Tiger grunter
- Conservation status: Least Concern (IUCN 3.1)

Scientific classification
- Kingdom: Animalia
- Phylum: Chordata
- Class: Actinopterygii
- Order: Centrarchiformes
- Family: Terapontidae
- Genus: Amniataba
- Species: A. affinis
- Binomial name: Amniataba affinis (Mees & Kailola, 1977)

= Tiger grunter =

- Authority: (Mees & Kailola, 1977)
- Conservation status: LC

Species of ray-finned fish

The tiger grunter (Amniataba affinis) is a freshwater species of ray-finned fish within the family Terapontidae. The species inhabits rivers in Papea New Guinea, mainly the Fly, Morehead and Bensbach River systems, and can grow to a length of 15 cm.

== Habitat & biology ==
Tiger grunter adults live a demersal lifestyle in tropical swampy lagoons, backwaters and main channels of turbid rivers.
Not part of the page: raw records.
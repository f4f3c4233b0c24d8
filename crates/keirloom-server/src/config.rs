//! Server configuration, parsed from a TOML file plus environment variable
//! overrides.
//!
//! Priority: environment variables > config file > defaults.

use anyhow::{Context, Result};
use serde::{Deserialize, Serialize};
use std::path::{Path, PathBuf};

use keirloom_core::{Address, FamilySeed, Keypair};
use keirloom_exec::ExecConfig;

/// Top-level server configuration
#[derive(Debug, Clone, Serialize, Deserialize)]
pub struct ServerConfig {
    /// General daemon settings
    #[serde(default)]
    pub server: ServerSection,

    /// Ledger RPC settings
    pub ledger: LedgerSection,

    /// System co-signer wallet
    pub signer: SignerSection,

    /// Seed vault key material
    pub vault: VaultSection,

    /// Execution pipeline tuning
    #[serde(default)]
    pub execution: ExecutionSection,
}

/// General daemon settings
#[derive(Debug, Clone, Serialize, Deserialize)]
pub struct ServerSection {
    /// Data directory (SQLite case store)
    #[serde(default = "default_data_dir")]
    pub data_dir: PathBuf,

    /// Poll interval in seconds
    #[serde(default = "default_poll_interval")]
    pub poll_interval_secs: u64,

    /// Log level (error, warn, info, debug, trace)
    #[serde(default = "default_log_level")]
    pub log_level: String,
}

impl Default for ServerSection {
    fn default() -> Self {
        Self {
            data_dir: default_data_dir(),
            poll_interval_secs: default_poll_interval(),
            log_level: default_log_level(),
        }
    }
}

/// Ledger RPC settings
#[derive(Debug, Clone, Serialize, Deserialize)]
pub struct LedgerSection {
    /// JSON-RPC endpoint of the ledger node
    #[serde(default = "default_rpc_url")]
    pub rpc_url: String,

    /// HTTP timeout in seconds
    #[serde(default = "default_rpc_timeout")]
    pub timeout_secs: u64,

    /// Destination of approval payments; heirs consent by co-signing a
    /// one-drop transfer to this address
    pub verify_address: String,
}

/// System co-signer wallet. The seed stays inside this process and is
/// excluded from Debug output.
#[derive(Clone, Serialize, Deserialize)]
pub struct SignerSection {
    /// Classic address of the system signer
    pub address: String,

    /// Family seed of the system signer
    pub seed: String,
}

impl std::fmt::Debug for SignerSection {
    fn fmt(&self, f: &mut std::fmt::Formatter<'_>) -> std::fmt::Result {
        f.debug_struct("SignerSection")
            .field("address", &self.address)
            .field("seed", &"****")
            .finish()
    }
}

/// Master key for the at-rest seed vault
#[derive(Clone, Serialize, Deserialize)]
pub struct VaultSection {
    /// Key material the custodial seeds are sealed under
    pub master_key: String,
}

impl std::fmt::Debug for VaultSection {
    fn fmt(&self, f: &mut std::fmt::Formatter<'_>) -> std::fmt::Result {
        f.debug_struct("VaultSection")
            .field("master_key", &"****")
            .finish()
    }
}

/// Execution pipeline tuning
#[derive(Debug, Clone, Serialize, Deserialize)]
pub struct ExecutionSection {
    /// Payment attempts per distribution item before escalation
    #[serde(default = "default_retry_limit")]
    pub retry_limit: u32,

    /// Approval transaction lifetime in ledgers
    #[serde(default = "default_approval_ttl")]
    pub approval_ttl_ledgers: u32,

    /// Case lease lifetime in seconds
    #[serde(default = "default_lease_ttl")]
    pub lease_ttl_secs: u64,
}

impl Default for ExecutionSection {
    fn default() -> Self {
        Self {
            retry_limit: default_retry_limit(),
            approval_ttl_ledgers: default_approval_ttl(),
            lease_ttl_secs: default_lease_ttl(),
        }
    }
}

// ============================================================================
// Default value functions
// ============================================================================

fn default_data_dir() -> PathBuf {
    PathBuf::from("/data")
}

fn default_poll_interval() -> u64 {
    30
}

fn default_log_level() -> String {
    "info".to_string()
}

fn default_rpc_url() -> String {
    "http://localhost:5005".to_string()
}

fn default_rpc_timeout() -> u64 {
    10
}

fn default_retry_limit() -> u32 {
    3
}

fn default_approval_ttl() -> u32 {
    600 // roughly half an hour of ledgers
}

fn default_lease_ttl() -> u64 {
    120
}
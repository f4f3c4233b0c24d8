#![no_main]

use keirloom_core::Address;
use libfuzzer_sys::fuzz_target;

fuzz_target!(|data: &[u8]| {
    // Try parsing arbitrary bytes as a UTF-8 string, then as a classic
    // address. Address::from_str must never panic; it always returns Ok or Err.
    if let Ok(s) = std::str::from_utf8(data) {
        let _ = s.parse::<Address>();
    }

    // Also try with the "r" prefix prepended to exercise deeper decoding paths
    if let Ok(s) = std::str::from_utf8(data) {
        let prefixed = format!("r{}", s);
        let _ = prefixed.parse::<Address>();
    }
});
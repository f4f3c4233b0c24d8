//! Signer-quorum approval pipeline
//!
//! Turns the custodial account into a multisignature account held jointly by
//! the system signer and the heirs, then negotiates one approval
//! transaction: a 1-drop payment to the verification destination carrying a
//! random memo challenge. The system signer co-signs its share at
//! preparation; heirs upload their shares one by one, and the combined
//! transaction is submitted the moment the signature weights reach quorum.
//!
//! The signer weights make the system structurally unable to act alone: for
//! `n` heirs the quorum is `n + n/2 + 1` while the system entry weighs `n`,
//! so a majority of heirs is always required.

use log::{info, warn};
use serde::Serialize;

use keirloom_core::wallet::{address_for_public_key, verify_signature};
use keirloom_core::{FamilySeed, Keypair, SealedSeed, SeedVault};
use keirloom_gateway::tx::{
    combine_shares, decode_blob, multisig_fee, multisig_signing_digest, tx_hash, SignerEntry,
    TxAmount, UnsignedTx,
};
use keirloom_gateway::{LedgerGateway, TxStatus};
use keirloom_store::{CaseLease, CaseStore};

use crate::error::{codes, ExecError, Result};
use crate::model::{
    ApprovalStatus, ApprovalTx, CustodialWallet, SignerListEntry, SignerListState,
    SignerListStatus, SignerSignature,
};
use crate::records::{CaseRecord, CaseStage};
use crate::repo::CaseRepo;
use crate::{random_hex, unix_now, ExecConfig};

/// Quorum for `n` heirs. One more than the system weight plus half the heir
/// weights, so neither side can act without the other.
pub fn quorum_for(heir_count: u32) -> u32 {
    heir_count + heir_count / 2 + 1
}

/// Where a submitted approval transaction stands on the ledger.
#[derive(Debug, Clone, Copy, PartialEq, Eq, Serialize)]
#[serde(rename_all = "SCREAMING_SNAKE_CASE")]
pub enum ApprovalState {
    Pending,
    Validated,
    Expired,
}

/// Result of a `prepare` call.
#[derive(Debug, Clone, Serialize)]
pub struct ApprovalSnapshot {
    pub signer_list: SignerListState,
    pub approval: ApprovalTx,
    pub signatures_count: u32,
    pub required_count: u32,
}

/// Result of recording one heir's signature.
#[derive(Debug, Clone, Serialize)]
pub struct SignOutcome {
    pub signatures_count: u32,
    pub required_count: u32,
    pub signed_by_me: bool,
    pub submitted: bool,
}

pub struct QuorumOrchestrator<'a> {
    store: &'a dyn CaseStore,
    ledger: &'a dyn LedgerGateway,
    vault: &'a SeedVault,
    config: &'a ExecConfig,
}
impl TxAmount {
    fn to_json(&self) -> Value {
        match self {
            TxAmount::Drops(drops) => Value::String(drops.to_string()),
            TxAmount::Token {
                currency,
                issuer,
                value_micro,
            } => json!({
                "currency": currency,
                "issuer": issuer,
                "value": token_value_string(*value_micro),
            }),
        }
    }
}

/// One entry of a signer list.
#[derive(Debug, Clone)]
pub struct SignerEntry {
    pub account: String,
    pub weight: u16,
}

/// A signed transaction (or one multisignature share of one).
#[derive(Debug, Clone)]
pub struct SignedTx {
    /// Uppercase hex of the canonical signed JSON
    pub blob: String,
    /// Transaction hash, uppercase hex
    pub hash: String,
}

/// An unsigned transaction held as canonical JSON fields.
#[derive(Debug, Clone)]
pub struct UnsignedTx {
    fields: Map<String, Value>,
}

fn base_fields(tx_type: &str, account: &str, sequence: u32, fee_drops: u64) -> Map<String, Value> {
    let mut fields = Map::new();
    fields.insert("TransactionType".into(), Value::String(tx_type.into()));
    fields.insert("Account".into(), Value::String(account.into()));
    fields.insert("Sequence".into(), json!(sequence));
    fields.insert("Fee".into(), Value::String(fee_drops.to_string()));
    fields
}

impl UnsignedTx {
    pub fn payment(
        account: &str,
        destination: &str,
        amount: &TxAmount,
        sequence: u32,
        fee_drops: u64,
    ) -> Self {
        let mut fields = base_fields("Payment", account, sequence, fee_drops);
        fields.insert("Destination".into(), Value::String(destination.into()));
        fields.insert("Amount".into(), amount.to_json());
        Self { fields }
    }

    /// `regular_key: None` clears any existing delegation.
    pub fn set_regular_key(
        account: &str,
        regular_key: Option<&str>,
        sequence: u32,
        fee_drops: u64,
    ) -> Self {
        let mut fields = base_fields("SetRegularKey", account, sequence, fee_drops);
        if let Some(key) = regular_key {
            fields.insert("RegularKey".into(), Value::String(key.into()));
        }
        Self { fields }
    }

    pub fn signer_list_set(
        account: &str,
        quorum: u32,
        entries: &[SignerEntry],
        sequence: u32,
        fee_drops: u64,
    ) -> Self {
        let mut fields = base_fields("SignerListSet", account, sequence, fee_drops);
        fields.insert("SignerQuorum".into(), json!(quorum));
        let entries: Vec<Value> = entries
            .iter()
            .map(|e| {
                json!({
                    "SignerEntry": {
                        "Account": e.account,
                        "SignerWeight": e.weight,
                    }
                })
            })
            .collect();
        fields.insert("SignerEntries".into(), Value::Array(entries));
        Self { fields }
    }

    /// Zero-amount sell offer restricted to one recipient. The recipient
    /// accepts it later; nothing moves at creation time.
    pub fn nft_sell_offer(
        account: &str,
        token_id: &str,
        destination: &str,
        sequence: u32,
        fee_drops: u64,
    ) -> Self {
        let mut fields = base_fields("NFTokenCreateOffer", account, sequence, fee_drops);
        fields.insert("NFTokenID".into(), Value::String(token_id.into()));
        fields.insert("Amount".into(), Value::String("0".into()));
        fields.insert("Destination".into(), Value::String(destination.into()));
        fields.insert("Flags".into(), json!(1)); // tfSellNFToken
        Self { fields }
    }

    /// Attach a memo carrying already-hex-encoded data.
    pub fn with_memo(mut self, memo_hex: &str) -> Self {
        let memo = json!([{ "Memo": { "MemoData": memo_hex.to_uppercase() } }]);
        self.fields.insert("Memos".into(), memo);
        self
    }

    pub fn with_last_ledger_sequence(mut self, index: u32) -> Self {
        self.fields.insert("LastLedgerSequence".into(), json!(index));
        self
    }

    pub fn tx_type(&self) -> &str {
        self.fields
            .get("TransactionType")
            .and_then(Value::as_str)
            .unwrap_or("")
    }

    /// The transaction as a JSON value, for storage.
    pub fn json(&self) -> Value {
        Value::Object(self.fields.clone())
    }

    /// Rebuild from a stored JSON value.
    pub fn from_json(value: &Value) -> Result<Self, TxError> {
        let fields = value
            .as_object()
            .cloned()
            .ok_or_else(|| TxError::InvalidJson("transaction must be a JSON object".into()))?;
        Ok(Self { fields })
    }

    /// Sign with one key (master or delegated regular key).
    pub fn sign(&self, keypair: &Keypair) -> Result<SignedTx, TxError> {
        let mut signed = self.fields.clone();
        signed.insert(
            "SigningPubKey".into(),
            Value::String(keypair.public_key_hex()),
        );

        let digest = single_signing_digest(&signed)?;
        let signature = keypair.sign(&digest);
        signed.insert(
            "TxnSignature".into(),
            Value::String(hex::encode_upper(signature)),
        );

        encode_signed(&signed)
    }

    /// Produce one multisignature share.
    ///
    /// The share is a complete blob with a single-entry `Signers` array, so
    /// shares from different signers can be collected independently and
    /// combined later.
    pub fn sign_for(&self, signer: &Keypair) -> Result<SignedTx, TxError> {
        let mut signed = self.fields.clone();
        signed.insert("SigningPubKey".into(), Value::String(String::new()));

        let digest = multisig_signing_digest(&signed, &signer.address())?;
        let signature = signer.sign(&digest);
        signed.insert(
            "Signers".into(),
            json!([{
                "Signer": {
                    "Account": signer.address().to_string(),
                    "SigningPubKey": signer.public_key_hex(),
                    "TxnSignature": hex::encode_upper(signature),
                }
            }]),
        );

        encode_signed(&signed)
    }
}
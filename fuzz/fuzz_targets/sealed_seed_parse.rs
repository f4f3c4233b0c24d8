#![no_main]

use keirloom_core::SealedSeed;
use libfuzzer_sys::fuzz_target;

fuzz_target!(|data: &[u8]| {
    // Try deserializing arbitrary bytes as a SealedSeed.
    // SealedSeed::from_bytes must never panic; it always returns Ok or Err.
    if let Ok(sealed) = SealedSeed::from_bytes(data) {
        // If deserialization succeeds, the round trip must not panic either
        let bytes = sealed.to_bytes();
        let _ = SealedSeed::from_bytes(&bytes);
    }

    // The hex form goes through the same validation
    if let Ok(s) = std::str::from_utf8(data) {
        let _ = SealedSeed::from_hex(s);
    }
});
//! Per-case execution lease
//!
//! Pipeline operations on a case must not run concurrently. A [`CaseLease`]
//! is acquired before an operation touches case state and released when the
//! guard drops. Contention surfaces as [`StoreError::CaseBusy`], which
//! callers treat as retryable.

use log::warn;
use rand::RngCore;

use crate::{CaseStore, StoreError};

/// Default lease lifetime. Long enough for a full pipeline operation
/// including ledger round-trips, short enough that a crashed holder does
/// not wedge a case for long.
pub const DEFAULT_LEASE_TTL_SECS: u64 = 120;

/// RAII guard over a case's execution lease.
pub struct CaseLease<'a> {
    store: &'a dyn CaseStore,
    case_id: String,
    holder: String,
    released: bool,
}

impl<'a> CaseLease<'a> {
    /// Try to take the lease for `case_id`, failing with
    /// [`StoreError::CaseBusy`] if another holder has it.
    pub fn acquire(store: &'a dyn CaseStore, case_id: &str) -> Result<Self, StoreError> {
        Self::acquire_with_ttl(store, case_id, DEFAULT_LEASE_TTL_SECS)
    }

    pub fn acquire_with_ttl(
        store: &'a dyn CaseStore,
        case_id: &str,
        ttl_secs: u64,
    ) -> Result<Self, StoreError> {
        let holder = random_holder_id();
        if !store.acquire_lease(case_id, &holder, ttl_secs)? {
            return Err(StoreError::CaseBusy(case_id.to_string()));
        }
        Ok(Self {
            store,
            case_id: case_id.to_string(),
            holder,
            released: false,
        })
    }

    /// Release the lease early, reporting any store failure.
    pub fn release(mut self) -> Result<(), StoreError> {
        self.released = true;
        self.store.release_lease(&self.case_id, &self.holder)
    }
}

impl Drop for CaseLease<'_> {
    fn drop(&mut self) {
        if self.released {
            return;
        }
        if let Err(e) = self.store.release_lease(&self.case_id, &self.holder) {
            warn!("failed to release lease for case {}: {}", self.case_id, e);
        }
    }
}

fn random_holder_id() -> String {
    let mut bytes = [0u8; 8];
    rand::thread_rng().fill_bytes(&mut bytes);
    hex::encode(bytes)
}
Eggs are guarded by males through the use of fanning.

== Conservation ==
The tiger grunter faces threats such as commercial development, fishing, invasive species (Such as tilapia, snakeheads, rusa deer and common water hycinth), droughts, fires, mining and pollution. Its current population is unknown and is likely declining from the threats it faces. Backwater environments are less likely affected from surrounding pollution compared to mainstream rivers. No current conservation efforts have been made so far, although its range in the Bensbach River overlaps with the Tonda Wildlife Management protected area. The tiger grunter has been classified as 'Least concern' by the IUCN Red List, and more research is required to fully determine its current population and impact from threats.